ON CONNA[235]T bien « les Aventures du brave soldat Chveïk » de Jaroslav Hasek, écrivain de Prague qui inventa son personnage à l'orée de la Première Guerre mondiale et dont il fit un héros populaire qui réplique à la sévérité du monde par la sagesse des peuples, cette sagesse qui s'exprime en dictons, fables, histoires drôles. Et Schweyk - ainsi que le nomme Brecht - ne cesse de répondre aux cruautés du monde, aux bêtises ou méchancetés des hommes, aux incertitudes du destin, par des formules, des anecdotes, des récits drolatiques qui n'ont rien à voir avec la gravité des moments. Cela donne une cascade de bonnes histoires, qui sont pour la plupart très éloignées des situations, cela traduit l'ambivalence fondamentale de Schweyk, qui n'est ni un héros ni un lâche, ni un collaborateur ni un rebelle, ni un courageux ni un pleutre.
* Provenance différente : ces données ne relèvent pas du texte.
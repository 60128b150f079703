//! Repository layer abstractions and persistence implementations.
//!
//! # Responsibility
//! - Define the key-value preference access contract used by shell and views.
//! - Isolate SQLite query details from service/business orchestration.
//!
//! # Invariants
//! - Each key is written independently; atomicity holds per key only.
//! - Repository APIs return semantic errors (`InvalidData`) in addition to DB
//!   transport errors.

pub mod preference_repo;
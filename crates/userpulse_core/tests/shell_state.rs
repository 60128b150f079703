use userpulse_core::db::open_db_in_memory;
use userpulse_core::service::dashboard::{greeting_at_hour, Greeting, GreetingBucket};
use userpulse_core::shell::error_view;
use userpulse_core::{
    keys, menu_entries, resolve_route, Language, NavigationShell, PreferenceRepository,
    ResolvedRoute, Route, SettingsBroadcast, ShellError, ShellPhase, SqlitePreferenceRepository,
    TextDirection, ThemeMode,
};

#[test]
fn mount_without_stored_name_enters_first_run() {
    let conn = open_db_in_memory().unwrap();
    let repo = SqlitePreferenceRepository::try_new(&conn).unwrap();

    let shell = NavigationShell::mount(repo, SettingsBroadcast::new()).unwrap();
    assert_eq!(shell.phase(), ShellPhase::FirstRun);
    assert_eq!(shell.current_route(), ResolvedRoute::Shell);
}

#[test]
fn mount_with_stored_name_enters_normal_and_hydrates_identity() {
    let conn = open_db_in_memory().unwrap();
    SqlitePreferenceRepository::try_new(&conn)
        .unwrap()
        .set(keys::NAME, "Ana")
        .unwrap();

    let repo = SqlitePreferenceRepository::try_new(&conn).unwrap();
    let shell = NavigationShell::mount(repo, SettingsBroadcast::new()).unwrap();

    assert_eq!(shell.phase(), ShellPhase::Normal);
    assert_eq!(shell.identity().display_name().unwrap(), "Ana");
}

#[test]
fn mount_applies_stored_language_and_theme_process_wide() {
    let conn = open_db_in_memory().unwrap();
    let seed = SqlitePreferenceRepository::try_new(&conn).unwrap();
    seed.set(keys::LANGUAGE, "fa").unwrap();
    seed.set(keys::THEME_MODE, "dark").unwrap();

    let settings = SettingsBroadcast::new();
    let repo = SqlitePreferenceRepository::try_new(&conn).unwrap();
    let _shell = NavigationShell::mount(repo, settings.clone()).unwrap();

    let snapshot = settings.current();
    assert_eq!(snapshot.language, Language::Fa);
    assert_eq!(snapshot.theme_mode, ThemeMode::Dark);
    assert_eq!(snapshot.text_direction(), TextDirection::Rtl);
}

#[test]
fn unknown_stored_codes_fall_back_to_defaults() {
    let conn = open_db_in_memory().unwrap();
    let seed = SqlitePreferenceRepository::try_new(&conn).unwrap();
    seed.set(keys::LANGUAGE, "klingon").unwrap();
    seed.set(keys::THEME_MODE, "sepia").unwrap();

    let settings = SettingsBroadcast::new();
    let repo = SqlitePreferenceRepository::try_new(&conn).unwrap();
    let _shell = NavigationShell::mount(repo, settings.clone()).unwrap();

    assert_eq!(settings.current().language, Language::En);
    assert_eq!(settings.current().theme_mode, ThemeMode::Light);
}

#[test]
fn first_run_submit_persists_name_and_lands_on_dashboard() {
    let conn = open_db_in_memory().unwrap();
    let repo = SqlitePreferenceRepository::try_new(&conn).unwrap();
    let mut shell = NavigationShell::mount(repo, SettingsBroadcast::new()).unwrap();

    shell.submit_first_run_name("Ana").unwrap();

    assert_eq!(shell.phase(), ShellPhase::Normal);
    assert_eq!(shell.current_route(), ResolvedRoute::View(Route::Dashboard));
    assert_eq!(shell.identity().display_name().unwrap(), "Ana");

    let stored = SqlitePreferenceRepository::try_new(&conn)
        .unwrap()
        .get(keys::NAME)
        .unwrap();
    assert_eq!(stored.as_deref(), Some("Ana"));

    // The dashboard greets the submitted name from here on.
    let greeting = greeting_at_hour(&shell.identity(), 9).unwrap();
    assert_eq!(
        greeting,
        Greeting::Named {
            bucket: GreetingBucket::Morning,
            name: "Ana".to_string(),
        }
    );
}

#[test]
fn first_run_submit_rejects_blank_names_and_keeps_phase() {
    let conn = open_db_in_memory().unwrap();
    let repo = SqlitePreferenceRepository::try_new(&conn).unwrap();
    let mut shell = NavigationShell::mount(repo, SettingsBroadcast::new()).unwrap();

    let err = shell.submit_first_run_name("   ").unwrap_err();
    assert!(matches!(err, ShellError::EmptyName));
    assert_eq!(shell.phase(), ShellPhase::FirstRun);
}

#[test]
fn normal_phase_is_terminal_for_the_session() {
    let conn = open_db_in_memory().unwrap();
    let repo = SqlitePreferenceRepository::try_new(&conn).unwrap();
    let mut shell = NavigationShell::mount(repo, SettingsBroadcast::new()).unwrap();

    shell.submit_first_run_name("Ana").unwrap();
    let err = shell.submit_first_run_name("Ben").unwrap_err();
    assert!(matches!(err, ShellError::NotFirstRun));
}

#[test]
fn menu_toggle_is_orthogonal_to_phase_and_route() {
    let conn = open_db_in_memory().unwrap();
    let repo = SqlitePreferenceRepository::try_new(&conn).unwrap();
    let mut shell = NavigationShell::mount(repo, SettingsBroadcast::new()).unwrap();

    assert!(shell.is_menu_open());
    shell.toggle_menu();
    assert!(!shell.is_menu_open());
    assert_eq!(shell.phase(), ShellPhase::FirstRun);

    shell.navigate("/todos");
    assert!(!shell.is_menu_open());
    shell.toggle_menu();
    assert!(shell.is_menu_open());
}

#[test]
fn navigation_never_alters_the_phase() {
    let conn = open_db_in_memory().unwrap();
    let repo = SqlitePreferenceRepository::try_new(&conn).unwrap();
    let mut shell = NavigationShell::mount(repo, SettingsBroadcast::new()).unwrap();

    assert_eq!(shell.navigate("/weather"), ResolvedRoute::View(Route::Weather));
    assert_eq!(shell.phase(), ShellPhase::FirstRun);

    assert_eq!(shell.navigate("/missing"), ResolvedRoute::NotFound);
    assert_eq!(shell.phase(), ShellPhase::FirstRun);
}

#[test]
fn routing_table_matches_the_fixed_paths() {
    assert_eq!(resolve_route("/"), ResolvedRoute::Shell);
    assert_eq!(resolve_route("/dashboard"), ResolvedRoute::View(Route::Dashboard));
    assert_eq!(resolve_route("/todos"), ResolvedRoute::View(Route::Todos));
    assert_eq!(resolve_route("/weather"), ResolvedRoute::View(Route::Weather));
    assert_eq!(resolve_route("/profile"), ResolvedRoute::View(Route::Profile));
    assert_eq!(resolve_route("/nope"), ResolvedRoute::NotFound);
    assert_eq!(resolve_route("dashboard"), ResolvedRoute::NotFound);
}

#[test]
fn menu_lists_all_views_in_display_order() {
    let entries = menu_entries();
    let routes: Vec<Route> = entries.iter().map(|entry| entry.route).collect();
    assert_eq!(
        routes,
        [Route::Dashboard, Route::Todos, Route::Weather, Route::Profile]
    );
    assert_eq!(entries[0].message_key, "dashboard");
}

#[test]
fn error_view_exposes_static_message_keys() {
    assert_eq!(
        error_view::message_keys(),
        [error_view::TITLE_KEY, error_view::BODY_KEY]
    );
}

#[test]
fn dashboard_greets_welcome_before_any_name_is_stored() {
    let conn = open_db_in_memory().unwrap();
    let repo = SqlitePreferenceRepository::try_new(&conn).unwrap();
    let shell = NavigationShell::mount(repo, SettingsBroadcast::new()).unwrap();

    let greeting = greeting_at_hour(&shell.identity(), 9).unwrap();
    assert_eq!(greeting, Greeting::Welcome);
}

#[test]
fn greeting_buckets_match_boundary_hours() {
    let conn = open_db_in_memory().unwrap();
    let repo = SqlitePreferenceRepository::try_new(&conn).unwrap();
    let mut shell = NavigationShell::mount(repo, SettingsBroadcast::new()).unwrap();
    shell.submit_first_run_name("Ana").unwrap();
    let identity = shell.identity();

    let bucket_at = |hour| match greeting_at_hour(&identity, hour).unwrap() {
        Greeting::Named { bucket, .. } => bucket,
        Greeting::Welcome => panic!("name is stored"),
    };

    assert_eq!(bucket_at(11), GreetingBucket::Morning);
    assert_eq!(bucket_at(12), GreetingBucket::Afternoon);
    assert_eq!(bucket_at(17), GreetingBucket::Evening);
    assert_eq!(bucket_at(23), GreetingBucket::Night);
    assert_eq!(bucket_at(4), GreetingBucket::Night);
}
Il va sa vie. Il rencontre sur son chemin les grands de ce monde, à commencer par Hitler.
Une production ample.
Brecht écrivit cette version de 1943 que traduit Louis-Charles Sirjacq avec un style fruité qui est idéal, après avoir vu « le Dictateur » de Charlie Chaplin (le film date de 1940) lors de son exil aux Etats-Unis. Hanns Eisler composa une musique aujourd'hui ravivée par Rodolphe Burger. Elle est interprétée en direct par les quatre membres du Meteor Band qui sont sur le plateau.
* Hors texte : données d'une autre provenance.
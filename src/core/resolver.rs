//! Target resolver
//!
//! Turns a loose member description into concrete, reflectable handles:
//! exact name+signature lookup, all-overloads and all-constructors
//! expansion, and return-type / field-type search with optional
//! assignability widening. All lookup is declaring-type-only, inherited
//! members are never searched, and every match has its accessibility
//! relaxed before it is returned, since the call site sits outside normal
//! visibility rules.

use std::collections::HashMap;
use std::sync::{Arc, Mutex};

use crate::core::index::ClassIndex;
use crate::interceptor::{HookError, Result};
use crate::reflect::{
	ConstructorInfo, FieldHandle, LoaderId, MemberDescriptor, MemberKind, MemberTarget, MethodInfo, ParamSpec, ResolvedHandle,
};
use crate::runtime::HostRuntime;

/// Resolves member descriptors against one classloader
///
/// A resolver is built per attach; its class cache holds the metadata
/// table of every class touched during that session, so repeated
/// registrations never rescan a class's member list.
pub struct Resolver {
	runtime: Arc<dyn HostRuntime>,
	loader: LoaderId,
	classes: Mutex<HashMap<String, Arc<ClassIndex>>>,
}

impl std::fmt::Debug for Resolver {
	fn fmt(&self, f: &mut std::fmt::Formatter<'_>) -> std::fmt::Result {
		f.debug_struct("Resolver")
			.field("loader", &self.loader)
			.field("cached_classes", &self.classes.lock().unwrap().len())
			.finish()
	}
}

impl Resolver {
	/// Create a resolver bound to one classloader
	#[must_use]
	pub fn new(runtime: Arc<dyn HostRuntime>, loader: LoaderId) -> Self {
		Self {
			runtime,
			loader,
			classes: Mutex::new(HashMap::new()),
		}
	}

	/// The classloader this resolver resolves through
	#[must_use]
	pub const fn loader(&self) -> LoaderId {
		self.loader
	}

	/// Resolve a class name to its indexed metadata, caching the result
	pub fn class(&self, name: &str) -> Result<Arc<ClassIndex>> {
		if let Some(index) = self.classes.lock().unwrap().get(name) {
			return Ok(Arc::clone(index));
		}

		let info = self
			.runtime
			.find_class(self.loader, name)
			.ok_or_else(|| HookError::ClassResolution(name.to_string()))?;
		let index = Arc::new(ClassIndex::new(info));
		self.classes.lock().unwrap().insert(name.to_string(), Arc::clone(&index));
		tracing::debug!(class = name, "class metadata indexed");
		Ok(index)
	}

	/// Resolve a member descriptor to zero or more concrete handles
	///
	/// Exact-match descriptors fail with [`HookError::NotFound`] when no
	/// declared member matches; there is no fallback to assignable-type
	/// matching. Match-all descriptors yield an empty sequence when
	/// nothing matches; callers decide whether that is fatal.
	pub fn resolve(&self, descriptor: &MemberDescriptor) -> Result<Vec<ResolvedHandle>> {
		let index = self.class(&descriptor.class_name)?;
		let class_name = index.name();

		let handles = match &descriptor.target {
			MemberTarget::Method {
				name,
				params: ParamSpec::Exact(params),
			} => {
				let method = index
					.methods_named(name)
					.find(|m| m.param_types == *params)
					.ok_or_else(|| HookError::NotFound {
						class: class_name.to_string(),
						member: name.clone(),
					})?;
				vec![method_handle(class_name, method)]
			},
			MemberTarget::Method {
				name,
				params: ParamSpec::AllOverloads,
			} => index.methods_named(name).map(|m| method_handle(class_name, m)).collect(),
			MemberTarget::AllMethods => index.methods().iter().map(|m| method_handle(class_name, m)).collect(),
			MemberTarget::Constructor { params: Some(params) } => {
				let ctor = index
					.constructors()
					.iter()
					.find(|c| c.param_types == *params)
					.ok_or_else(|| HookError::NotFound {
						class: class_name.to_string(),
						member: ResolvedHandle::CONSTRUCTOR_NAME.to_string(),
					})?;
				vec![constructor_handle(class_name, ctor)]
			},
			MemberTarget::Constructor { params: None } => {
				index.constructors().iter().map(|c| constructor_handle(class_name, c)).collect()
			},
		};

		for handle in &handles {
			self.runtime.relax_access(handle);
		}
		Ok(handles)
	}

	/// Every declared method whose return type matches the requested type
	///
	/// With `assignable` set, a return type that is a subtype of the
	/// requested type also matches. Matches are reported once per
	/// declaring member and never collapsed.
	pub fn methods_by_return_type(&self, class_name: &str, type_name: &str, assignable: bool) -> Result<Vec<ResolvedHandle>> {
		let index = self.class(class_name)?;
		let handles: Vec<ResolvedHandle> = index
			.methods()
			.iter()
			.filter(|m| self.type_matches(type_name, &m.return_type, assignable))
			.map(|m| method_handle(index.name(), m))
			.collect();

		for handle in &handles {
			self.runtime.relax_access(handle);
		}
		Ok(handles)
	}

	/// Every declared field whose type matches the requested type
	pub fn fields_by_type(&self, class_name: &str, type_name: &str, assignable: bool) -> Result<Vec<FieldHandle>> {
		let index = self.class(class_name)?;
		let fields: Vec<FieldHandle> = index
			.fields()
			.iter()
			.filter(|f| self.type_matches(type_name, &f.field_type, assignable))
			.map(|f| FieldHandle {
				class_name: index.name().to_string(),
				name: f.name.clone(),
				field_type: f.field_type.clone(),
			})
			.collect();

		for field in &fields {
			self.runtime.relax_access_field(field);
		}
		Ok(fields)
	}

	/// Whether `subtype` is `requested` itself or one of its subtypes
	///
	/// Walks the superclass and interface chains through the same class
	/// cache; a name the loader cannot resolve simply fails to match.
	#[must_use]
	pub fn is_assignable(&self, requested: &str, subtype: &str) -> bool {
		if requested == subtype {
			return true;
		}
		let Ok(index) = self.class(subtype) else {
			return false;
		};
		let info = index.info();
		if let Some(superclass) = &info.superclass
			&& self.is_assignable(requested, superclass)
		{
			return true;
		}
		info.interfaces.iter().any(|i| self.is_assignable(requested, i))
	}

	fn type_matches(&self, requested: &str, actual: &str, assignable: bool) -> bool {
		if assignable {
			self.is_assignable(requested, actual)
		} else {
			requested == actual
		}
	}
}

fn method_handle(class_name: &str, method: &MethodInfo) -> ResolvedHandle {
	ResolvedHandle {
		class_name: class_name.to_string(),
		kind: MemberKind::Method,
		name: method.name.clone(),
		param_types: method.param_types.clone(),
		return_type: method.return_type.clone(),
		is_static: method.is_static,
	}
}

fn constructor_handle(class_name: &str, ctor: &ConstructorInfo) -> ResolvedHandle {
	ResolvedHandle {
		class_name: class_name.to_string(),
		kind: MemberKind::Constructor,
		name: ResolvedHandle::CONSTRUCTOR_NAME.to_string(),
		param_types: ctor.param_types.clone(),
		// constructors report their declaring type
		return_type: class_name.to_string(),
		is_static: false,
	}
}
Le rideau brechtien est une carte de l'Europe, de la bataille de Stalingrad, qui est l'horizon de cette odyssée qui part d'une auberge de Prague, « le Calice » avec son petit monde, sa patronne qui chante si bien (Anna Kopecka est jouée par Elise Caron), son éternel affamé (Baloum, formidable Grégoire Oestermann).
Au centre de cette production ample (les musiciens, trois chanteurs qui donnent voix aux grandes figures du nazisme, Hitler, Goering, Himmler, Goebbels, notamment et onze comédiens), Jean-Pierre Bacri qui revient au théâtre en s'imposant ce parcours très long, très lourd - il ne quitte guère la scène, Schweyk, et ne cesse de parler ou de chanter ou de bouger ! - et qui s'en tire très, très bien, à l'aise et modeste, enfant de troupe qui mène ses camarades avec une fermeté de grand frère. C'est bien.
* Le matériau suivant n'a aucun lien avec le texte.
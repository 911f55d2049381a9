//! Force a status check to report enabled
//!
//! The classic layered-patch move: an after-callback overwrites whatever
//! the original `isEnabled` returned. Run with:
//!
//! ```bash
//! cargo run --example force_enabled
//! ```

use std::sync::Arc;

use hookpoint::{CallOutcome, ClassInfo, HostRuntime, LoaderId, MethodInfo, ResolvedHandle, Value};

const TARGET: &str = "com.sample.module.ModuleStatus";

struct DemoRuntime;

impl HostRuntime for DemoRuntime {
	fn find_class(&self, _loader: LoaderId, name: &str) -> Option<Arc<ClassInfo>> {
		(name == TARGET).then(|| {
			let mut info = ClassInfo::new(name);
			info.methods = vec![MethodInfo {
				name: "isEnabled".to_string(),
				param_types: vec![],
				return_type: "boolean".to_string(),
				is_static: true,
			}];
			Arc::new(info)
		})
	}

	fn install_intercept(&self, _handle: &ResolvedHandle) -> hookpoint::Result<()> {
		Ok(())
	}

	fn invoke_original(&self, _handle: &ResolvedHandle, _receiver: Option<&Value>, _args: &[Value]) -> CallOutcome {
		// The un-patched status check always says no.
		CallOutcome::Return(Value::Bool(false))
	}
}

fn main() -> hookpoint::Result<()> {
	let interceptor = hookpoint::new().runtime(Arc::new(DemoRuntime)).build()?;
	interceptor.attach(LoaderId(1), "com.sample.module");

	let handles = interceptor
		.class(TARGET)?
		.method("isEnabled", Vec::<&str>::new())
		.after(|ctx| {
			ctx.set_result(Value::Bool(true));
			Ok(())
		})
		.hook()?;

	let outcome = interceptor.dispatch(&handles[0], None, vec![]);
	println!("isEnabled() -> {outcome:?}");
	assert_eq!(outcome, CallOutcome::Return(Value::Bool(true)));
	Ok(())
}
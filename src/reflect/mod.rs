//! Model of the target's reflectable type system
//!
//! The core never touches the target runtime directly; it works against
//! the metadata in this module, which the host runtime supplies per class.

mod class;
mod descriptor;

pub use class::{ClassInfo, ConstructorInfo, FieldInfo, LoaderId, MethodInfo};
pub use descriptor::{FieldHandle, MemberDescriptor, MemberKind, MemberTarget, ParamSpec, ResolvedHandle};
C'est le type même de spectacle qui gagne en vitalité, en souplesse, avec le temps. De représentation en représentation, les bonnes formules dessinées par Martinelli vont s'épanouir. De la belle ouvrage, un grand travail de troupe. Et qui donne à penser sur notre monde aussi...
Théâtre de Nanterre-Amandiers, à 20 h 30 du mardi au samedi, à 15 h 30 le dimanche. Durée : 2 h 30 sans entracte. Jusqu'au 26 juin. La traduction de Louis-Charles Sirjacq est publiée par L'Arche (10 euros).